The protagonist of prolific French-born writer, artist, and poet Kent’s (Pop the Plug, 2012, etc.) third novel arrives in Washington, D.C., from Stone Harbor, Massachusetts. Fresh from college and his claustrophobic family, he is eager to prove his ambition and worth to his critical father and himself. It’s the early 1980s, and Albert Nostran, an aspiring journalist raised in France, struggles to find his footing amid the neighborhoods within his new chosen city. Young and restless, a variety of women flit into and out of his romantic orbit: a museum patron, a Gremlin owner, a sweet magazine salesperson. There’s also his oddball, “only partially employed” new roommate, Davey Gronket, and pushy boss, who both add dramatic texture to a story that primarily runs on characterization. Nostran learns the journalistic ropes through a grueling, graveyard-shift internship at Universal Wire Service, where eccentric co-workers and news and personal events keep things lively, among them the precarious presidential election of Ronald Reagan, the murder of John Lennon, and the protagonist’s father’s stroke, which particularly lends the narrative a good dose of poignancy. But when Nostran becomes smitten with the boss’s daughter Claire, their ill-advised relationship expectedly fizzles, and the hero is tossed back onto the unemployment line. Kent’s era awareness of snail mail and landlines is spot-on, and Nostran is an instantly likable young man whose attempts at finding a girlfriend include adorable poetry and postcards dropped in mailboxes.
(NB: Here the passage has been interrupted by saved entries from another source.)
//! Test doubles and common utilities for reconciliation contract tests
//!
//! The fake gateway serves a fixed provider state and records every call in
//! order, so tests can assert both what was called and in which sequence.

#![allow(dead_code)]

use dnsync_core::error::{Error, Result};
use dnsync_core::traits::{NewRecord, ProviderRecord, Zone, ZoneGateway};
use std::collections::{HashMap, HashSet};
use std::sync::{Arc, Mutex};

/// One observed gateway call
#[derive(Debug, Clone, PartialEq, Eq)]
pub enum GatewayCall {
    ListZones,
    ListRecords(String),
    Delete(String),
    Create(NewRecord),
}

impl GatewayCall {
    pub fn is_mutation(&self) -> bool {
        matches!(self, GatewayCall::Delete(_) | GatewayCall::Create(_))
    }
}

/// A ZoneGateway over in-memory state that tracks calls
#[derive(Default)]
pub struct FakeGateway {
    zones: Vec<Zone>,
    records: HashMap<String, Vec<ProviderRecord>>,
    calls: Arc<Mutex<Vec<GatewayCall>>>,
    fail_zones: bool,
    fail_records_for: HashSet<String>,
    fail_delete_ids: HashSet<String>,
    fail_create_names: HashSet<String>,
    next_id: Mutex<usize>,
}

impl FakeGateway {
    pub fn new() -> Self {
        Self::default()
    }

    /// Add a zone with its records
    pub fn with_zone(mut self, id: &str, name: &str, records: Vec<ProviderRecord>) -> Self {
        self.zones.push(Zone::new(id, name));
        self.records.insert(id.to_string(), records);
        self
    }

    /// Make `list_zones` fail with a transport error
    pub fn failing_zones(mut self) -> Self {
        self.fail_zones = true;
        self
    }

    /// Make `list_records` fail for a zone
    pub fn failing_records_for(mut self, zone_id: &str) -> Self {
        self.fail_records_for.insert(zone_id.to_string());
        self
    }

    /// Make `delete_record` fail for a record ID
    pub fn failing_delete(mut self, record_id: &str) -> Self {
        self.fail_delete_ids.insert(record_id.to_string());
        self
    }

    /// Make `create_record` fail for a relative name
    pub fn failing_create(mut self, name: &str) -> Self {
        self.fail_create_names.insert(name.to_string());
        self
    }

    /// Every call observed so far, in order
    pub fn calls(&self) -> Vec<GatewayCall> {
        self.calls.lock().unwrap().clone()
    }

    /// Only delete/create calls, in order
    pub fn mutation_calls(&self) -> Vec<GatewayCall> {
        self.calls().into_iter().filter(GatewayCall::is_mutation).collect()
    }

    fn record_call(&self, call: GatewayCall) {
        self.calls.lock().unwrap().push(call);
    }
}

#[async_trait::async_trait]
impl ZoneGateway for FakeGateway {
    async fn list_zones(&self) -> Result<Vec<Zone>> {
        self.record_call(GatewayCall::ListZones);
        if self.fail_zones {
            return Err(Error::transport("zone listing timed out"));
        }
        Ok(self.zones.clone())
    }

    async fn list_records(&self, zone_id: &str) -> Result<Vec<ProviderRecord>> {
        self.record_call(GatewayCall::ListRecords(zone_id.to_string()));
        if self.fail_records_for.contains(zone_id) {
            return Err(Error::transport(format!("records of {} timed out", zone_id)));
        }
        self.records
            .get(zone_id)
            .cloned()
            .ok_or_else(|| Error::not_found(format!("zone {}", zone_id)))
    }

    async fn create_record(&self, record: &NewRecord) -> Result<ProviderRecord> {
        self.record_call(GatewayCall::Create(record.clone()));
        if self.fail_create_names.contains(&record.name) {
            return Err(Error::protocol("422 Unprocessable Entity: invalid value"));
        }

        let mut next_id = self.next_id.lock().unwrap();
        *next_id += 1;
        Ok(ProviderRecord {
            id: format!("created-{}", *next_id),
            zone_id: record.zone_id.clone(),
            record_type: record.record_type.clone(),
            name: record.name.clone(),
            value: record.value.clone(),
            ttl: record.ttl,
            created: None,
            modified: None,
        })
    }

    async fn delete_record(&self, record_id: &str) -> Result<()> {
        self.record_call(GatewayCall::Delete(record_id.to_string()));
        if self.fail_delete_ids.contains(record_id) {
            return Err(Error::not_found(format!("record {}", record_id)));
        }
        Ok(())
    }

    fn gateway_name(&self) -> &'static str {
        "fake"
    }
}

/// Helper to create a provider record
pub fn record(id: &str, zone_id: &str, record_type: &str, name: &str, value: &str) -> ProviderRecord {
    ProviderRecord {
        id: id.to_string(),
        zone_id: zone_id.to_string(),
        record_type: record_type.to_string(),
        name: name.to_string(),
        value: value.to_string(),
        ttl: Some(300),
        created: None,
        modified: None,
    }
}

/// The single-zone state used by several scenarios
pub fn example_de_gateway() -> FakeGateway {
    FakeGateway::new().with_zone(
        "z1",
        "example.de",
        vec![record("r1", "z1", "A", "test", "1.2.3.4")],
    )
}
The internal monologues lamenting his female frustrations are both painful and hilarious: “It was either too ripe or not ripe enough because, as my lips were about to indulge in the most natural of all acts, she turned her head away, and all I could feel was a cheekbone.” The featherweight plot isn’t the main attraction in Kent’s novel, however; it is his resilient leading man who, even amid a string of ill-fated episodes, remains a model of perseverance and positive thinking that readers should find as charming as Nostran’s search for true love.  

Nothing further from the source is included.